Minggu, 24 Februari 2019

Emak-emak tak usah berpolitik, sesaknya tuh dihati...


Hawa politik tahun ini benar-benar terasa. Begitu banyak perbedaan pendapat tentang capres sedikit banyak yang berakhir pada permusuhan, renggangnya hubungan pertemanan. Pada Pilpres periode yang lalu tidak sebegini panas rasanya.

Periode tahun ini pun saya tidak terlalu banyak bersuara seperti teman-teman yang lain. Bahkan periode yang lalu pun saya sama diammnya seperti ini. Saya berpikir untuk tidak terlalu mencampuri politik karena saya tidak diuntungkan secara langsung pun tidak dirugikan. Nothing to loose.


Cuman iya sih kalau ada teman-teman dilingkaran pertemanan saya yang begitu menampakkan ketidak-sukaannya pada salah satu paslon, maka saya biasanya akan angkat bicara untuk menengahi. Pemilu yang damai. Karena saya tidak suka keributan apalagi kalau sampai mengarah pada kerusuhan. Ngeri saya membayangkan kalau harus melihat perang antar saudara pecah.

Tapi sedikit berbeda dengan Pilkada Makassar 2018  lalu saat pemilihan walikota. Saya merasa harus angkat bicara, karena saya memang benar-benar merasakan  manfaat yang telah di berikan oleh paslon petahana yaitu pak Dani Pomanto.

Beliau benar-benar berdedikasi pada kelompok tani di wilayah perkotaan sehingga beliau membuat Program ‘Poktanrong’ alias Kelompok Tani Lorong. Mengingat kala itu harga cabai yang meroket. Dan saya kebetulan adalah salah satu anggota dari kelompok tersebut.

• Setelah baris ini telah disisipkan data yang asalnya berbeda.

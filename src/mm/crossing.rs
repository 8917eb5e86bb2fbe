//! Crossing-trade trigger for a saturated book.

use rust_decimal::Decimal;
use tomox::{NewOrder, OrderBook, PlacedOrder, Side};
use tracing::{info, warn};

use crate::error::MmError;
use crate::mm::balancer::log_order;
use crate::mm::draws::Draws;
use crate::mm::params::MarketParameters;
use crate::mm::PairContext;
use crate::units::{format_fixed, ExchangeUnits, TokenUnits};

/// A single aggressive order, priced and sized.
#[derive(Debug, Clone, PartialEq, Eq)]
pub struct CrossPlan {
    pub side: Side,
    pub price: String,
    pub amount: String,
    /// Price the order was pushed away from.
    pub trigger: TokenUnits,
}

/// Price a crossing trade against `book`.
///
/// With a reference price, the side is BUY when it is at or above the best
/// ask, SELL otherwise, and the reference is the trigger. Without one the
/// trigger is the boundary level at `orderbook_length - 1`: the bid for an
/// odd `multiplier`, the ask for an even one. The price is pushed
/// `multiplier` steps past the trigger in the crossing direction and the
/// amount is `multiplier * default_amount`.
///
/// A SELL pushed to zero or below fails with [`MmError::LadderExhausted`].
pub fn plan_cross(
    book: &OrderBook,
    reference: Option<TokenUnits>,
    multiplier: u32,
    params: &MarketParameters,
) -> Result<CrossPlan, MmError> {
    let thin = || MmError::BookTooThin {
        needed: params.orderbook_length,
        asks: book.asks.len(),
        bids: book.bids.len(),
    };
    let best_ask = book.best_ask().map(TokenUnits::new).ok_or_else(thin)?;

    let trigger = match reference.filter(|r| r.raw() > Decimal::ZERO) {
        Some(reference) => reference,
        None => {
            let boundary = params.orderbook_length.checked_sub(1).ok_or_else(thin)?;
            let levels = if multiplier % 2 == 1 { &book.bids } else { &book.asks };
            levels
                .get(boundary)
                .map(|l| TokenUnits::new(l.pricepoint))
                .ok_or_else(thin)?
        }
    };

    let side = if trigger >= best_ask { Side::Buy } else { Side::Sell };
    let push = params.minimum_step.checked_times(multiplier)?;
    let anchor = trigger.to_exchange(params.token_decimals);
    let price = match side {
        Side::Buy => anchor + push,
        Side::Sell => anchor - push,
    };
    if !price.is_positive() {
        return Err(MmError::LadderExhausted {
            side,
            attempts: multiplier,
        });
    }
    let amount = params.default_amount * Decimal::from(multiplier);

    Ok(CrossPlan {
        side,
        price: format_fixed(price.to_price(), params.price_decimals),
        amount: format_fixed(amount, params.amount_decimals),
        trigger,
    })
}

/// Place one crossing order. The relayer assigns its nonce.
pub async fn trigger_cross(
    ctx: &PairContext<'_>,
    book: &OrderBook,
    draws: &mut dyn Draws,
) -> Result<PlacedOrder, MmError> {
    let config = ctx.config;
    let reference = match ctx.prices.latest_price(&config.ticker_symbol).await {
        Some(price) => Some(ExchangeUnits::from_price(price)?.to_token(ctx.params.token_decimals)?),
        None => {
            warn!(pair = %config.pair, "reference unavailable, crossing from boundary level");
            None
        }
    };
    let multiplier = draws.step_multiplier();
    let plan = plan_cross(book, reference, multiplier, ctx.params)?;

    let order = NewOrder {
        base_token: config.base_token.clone(),
        quote_token: config.quote_token.clone(),
        price: plan.price,
        amount: plan.amount,
        side: plan.side,
        nonce: None,
    };
    let placed = ctx.gateway.create_order(&order).await?;
    info!(pair = %config.pair, side = %order.side, multiplier, "CROSS");
    log_order(&config.pair, &order, &placed);
    Ok(placed)
}
//! Scaled price units.
//!
//! Two scales meet in the bot. Exchange units are a price times `1e8` and
//! carry all ladder arithmetic (reference price, step size, candidates).
//! Token units are a price times `10^quoteDecimals` and are what the relayer
//! reports as `pricepoint`. Each scale has its own type and every crossing
//! between them goes through a named conversion.

use std::ops::{Add, Mul, Sub};

use rust_decimal::{Decimal, RoundingStrategy};

use crate::error::MmError;

/// Decimals of the exchange-internal price scale.
pub const EXCHANGE_DECIMALS: u32 = 8;

/// Largest power of ten a `Decimal` can hold.
const MAX_DECIMALS: u32 = 28;

fn pow10(decimals: u32) -> Decimal {
    Decimal::from_i128_with_scale(10_i128.pow(decimals.min(MAX_DECIMALS)), 0)
}

/// Price scaled by `10^EXCHANGE_DECIMALS`.
#[derive(Debug, Clone, Copy, PartialEq, Eq, PartialOrd, Ord, Hash, Default)]
pub struct ExchangeUnits(Decimal);

/// Price scaled by `10^token_decimals` (the relayer's pricepoint).
#[derive(Debug, Clone, Copy, PartialEq, Eq, PartialOrd, Ord, Hash, Default)]
pub struct TokenUnits(Decimal);

impl ExchangeUnits {
    pub fn new(raw: Decimal) -> Self {
        Self(raw)
    }

    pub fn raw(self) -> Decimal {
        self.0
    }

    /// Scale a human-readable price up to exchange units.
    pub fn from_price(price: Decimal) -> Result<Self, MmError> {
        price
            .checked_mul(pow10(EXCHANGE_DECIMALS))
            .map(Self)
            .ok_or_else(|| MmError::Overflow(format!("{price} * 1e{EXCHANGE_DECIMALS}")))
    }

    /// Human-readable price.
    pub fn to_price(self) -> Decimal {
        self.0 / pow10(EXCHANGE_DECIMALS)
    }

    /// Re-scale to token units for a quote token with `token_decimals`.
    pub fn to_token(self, token_decimals: u32) -> Result<TokenUnits, MmError> {
        if token_decimals >= EXCHANGE_DECIMALS {
            self.0
                .checked_mul(pow10(token_decimals - EXCHANGE_DECIMALS))
                .map(TokenUnits)
                .ok_or_else(|| MmError::Overflow(format!("{} to token scale 1e{token_decimals}", self.0)))
        } else {
            Ok(TokenUnits(self.0 / pow10(EXCHANGE_DECIMALS - token_decimals)))
        }
    }

    pub fn is_positive(self) -> bool {
        self.0 > Decimal::ZERO
    }

    /// `self * n`, checked.
    pub fn checked_times(self, n: u32) -> Result<Self, MmError> {
        self.0
            .checked_mul(Decimal::from(n))
            .map(Self)
            .ok_or_else(|| MmError::Overflow(format!("{} * {n}", self.0)))
    }
}

impl TokenUnits {
    pub fn new(raw: Decimal) -> Self {
        Self(raw)
    }

    pub fn raw(self) -> Decimal {
        self.0
    }

    /// Scale a human-readable price up to token units.
    #[cfg(test)]
    pub fn from_price(price: Decimal, token_decimals: u32) -> Result<Self, MmError> {
        price
            .checked_mul(pow10(token_decimals))
            .map(Self)
            .ok_or_else(|| MmError::Overflow(format!("{price} * 1e{token_decimals}")))
    }

    /// Human-readable price.
    pub fn to_price(self, token_decimals: u32) -> Decimal {
        self.0 / pow10(token_decimals)
    }

    /// Re-scale to exchange units.
    pub fn to_exchange(self, token_decimals: u32) -> ExchangeUnits {
        if token_decimals >= EXCHANGE_DECIMALS {
            ExchangeUnits(self.0 / pow10(token_decimals - EXCHANGE_DECIMALS))
        } else {
            ExchangeUnits(self.0 * pow10(EXCHANGE_DECIMALS - token_decimals))
        }
    }

}

impl Add for ExchangeUnits {
    type Output = Self;

    fn add(self, rhs: Self) -> Self {
        Self(self.0 + rhs.0)
    }
}

impl Sub for ExchangeUnits {
    type Output = Self;

    fn sub(self, rhs: Self) -> Self {
        Self(self.0 - rhs.0)
    }
}

impl Mul<u32> for ExchangeUnits {
    type Output = Self;

    fn mul(self, rhs: u32) -> Self {
        Self(self.0 * Decimal::from(rhs))
    }
}

/// Format `value` with exactly `dp` fractional digits, rounding half away
/// from zero (`toFixed` semantics).
pub fn format_fixed(value: Decimal, dp: u32) -> String {
    let mut v = value.round_dp_with_strategy(dp, RoundingStrategy::MidpointAwayFromZero);
    v.rescale(dp);
    v.to_string()
}
//! Async client for the TomoX relayer REST API.
//!
//! Covers what a market maker needs: order book and open-order queries,
//! token and pair metadata, nonce lookup, and signed order creation and
//! cancellation (single and batched).

pub mod actions;
pub mod client;
pub mod config;
pub mod error;
pub mod rest;
pub mod types;
pub mod utils;

// ---- Top-level re-exports for ergonomic usage ----

pub use client::{Tomox, DEFAULT_TOKEN_DECIMALS};
pub use config::TomoxConfig;
pub use error::{Result, TomoxError};
pub use rest::RelayerHttpClient;

pub use types::{
    BookLevel, ExchangeInfo, NewOrder, OrderBook, OrderInfo, OrderStatus, OrderType, PairInfo,
    PlacedOrder, Side, SignedCancel, SignedOrder, Signature, TokenInfo,
};
//! Config file loading.
//!
//! The file is JSON with global defaults and one section per pair:
//!
//! ```json
//! {
//!   "relayerUrl": "https://dex.tomochain.com",
//!   "orderbookLength": 5,
//!   "speed": 50000,
//!   "xt": { "url": "https://api.xt.com" },
//!   "pairs": {
//!     "BTC-TOMO": { "baseToken": "0x...", "quoteToken": "0x...", "pkey": "0x..." }
//!   }
//! }
//! ```

use std::collections::BTreeMap;
use std::path::Path;

use serde::Deserialize;

use crate::error::MmError;
use crate::mm::config::{derive_ticker_symbol, MarketMakerConfig};

pub const DEFAULT_CONFIG_PATH: &str = "config/default.json";
pub const DEFAULT_XT_URL: &str = "https://api.xt.com";
const DEFAULT_ORDERBOOK_LENGTH: usize = 5;
const DEFAULT_SPEED_MS: u64 = 50_000;

#[derive(Debug, Clone, Deserialize)]
#[serde(rename_all = "camelCase")]
pub struct FileConfig {
    pub relayer_url: String,
    #[serde(default)]
    pub orderbook_length: Option<usize>,
    #[serde(default)]
    pub speed: Option<u64>,
    #[serde(default)]
    pub xt: XtConfig,
    #[serde(default)]
    pub pairs: BTreeMap<String, PairConfig>,
}

#[derive(Debug, Clone, Deserialize)]
#[serde(rename_all = "camelCase")]
pub struct PairConfig {
    pub base_token: String,
    pub quote_token: String,
    #[serde(default)]
    pub pkey: Option<String>,
    #[serde(default)]
    pub orderbook_length: Option<usize>,
    #[serde(default)]
    pub speed: Option<u64>,
    #[serde(default)]
    pub ticker_symbol: Option<String>,
}

/// Reference venue settings; keys are only needed for balance queries.
#[derive(Debug, Clone, Deserialize)]
#[serde(rename_all = "camelCase")]
pub struct XtConfig {
    #[serde(default = "default_xt_url")]
    pub url: String,
    #[serde(default)]
    pub access_key: Option<String>,
    #[serde(default)]
    pub secret_key: Option<String>,
}

impl Default for XtConfig {
    fn default() -> Self {
        Self {
            url: default_xt_url(),
            access_key: None,
            secret_key: None,
        }
    }
}

fn default_xt_url() -> String {
    DEFAULT_XT_URL.to_string()
}

impl FileConfig {
    /// Read and parse a config file.
    pub fn load(path: &Path) -> Result<Self, MmError> {
        let raw = std::fs::read_to_string(path).map_err(|e| {
            MmError::Config(format!("cannot read config {}: {e}", path.display()))
        })?;
        Self::parse(&raw)
    }

    pub fn parse(raw: &str) -> Result<Self, MmError> {
        let config: Self = serde_json::from_str(raw)?;
        if config.relayer_url.trim().is_empty() {
            return Err(MmError::Config("relayerUrl is empty".into()));
        }
        Ok(config)
    }

    /// Resolve the settings for `pair`, with per-pair values overriding
    /// globals. `env_private_key` is used when the pair has no `pkey`.
    pub fn market_maker_config(
        &self,
        pair: &str,
        env_private_key: Option<String>,
    ) -> Result<MarketMakerConfig, MmError> {
        let section = self.pairs.get(pair).ok_or_else(|| {
            let available: Vec<_> = self.pairs.keys().map(String::as_str).collect();
            MmError::Config(format!(
                "pair \"{pair}\" not configured. Available: {}",
                available.join(", ")
            ))
        })?;

        let private_key = section
            .pkey
            .clone()
            .filter(|k| !k.trim().is_empty())
            .or(env_private_key)
            .ok_or_else(|| {
                MmError::Config(format!("no pkey for {pair} and PRIVATE_KEY is not set"))
            })?;

        let orderbook_length = section
            .orderbook_length
            .or(self.orderbook_length)
            .unwrap_or(DEFAULT_ORDERBOOK_LENGTH);
        if orderbook_length == 0 {
            return Err(MmError::Config(format!("orderbookLength for {pair} must be > 0")));
        }

        Ok(MarketMakerConfig {
            pair: pair.to_string(),
            ticker_symbol: section
                .ticker_symbol
                .clone()
                .unwrap_or_else(|| derive_ticker_symbol(pair)),
            base_token: section.base_token.clone(),
            quote_token: section.quote_token.clone(),
            private_key,
            orderbook_length,
            speed_ms: section.speed.or(self.speed).unwrap_or(DEFAULT_SPEED_MS),
        })
    }
}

Dari “Poktanrong”  lalu kelompok tani yang di wilayah Tello baru itu diperluas lagi menjadi KWT “Kelompok Wanita Tani”. Karena konteksnya Kelompok Wanita Tani artinya wanita yang bertani secara berkelompok. Jadi terbentuklah kelompok tani wainta di kompleks kami mengingat di wilayah kami ada fasum yang menganggur. Dan berkat perhatian beliau kelompok tani kami aktif dan mendapatkan banyak bantuan. Kelompok tani di wilayah kami itu terbentuk akhir tahun 2016.

Lokasi Fasum yang kemudian dikelola oleh kelompok tani 



Saya dan anggota kelompok tani di wilayah kami



              Hal itulah yang menjadi alasan kuat  saya memilih ulang beliau sebagai Walikota Makassar.  Tidak ada kesepakatan apapun antara kami dengan beliau. Karena kami melihat kerja nyata beliau.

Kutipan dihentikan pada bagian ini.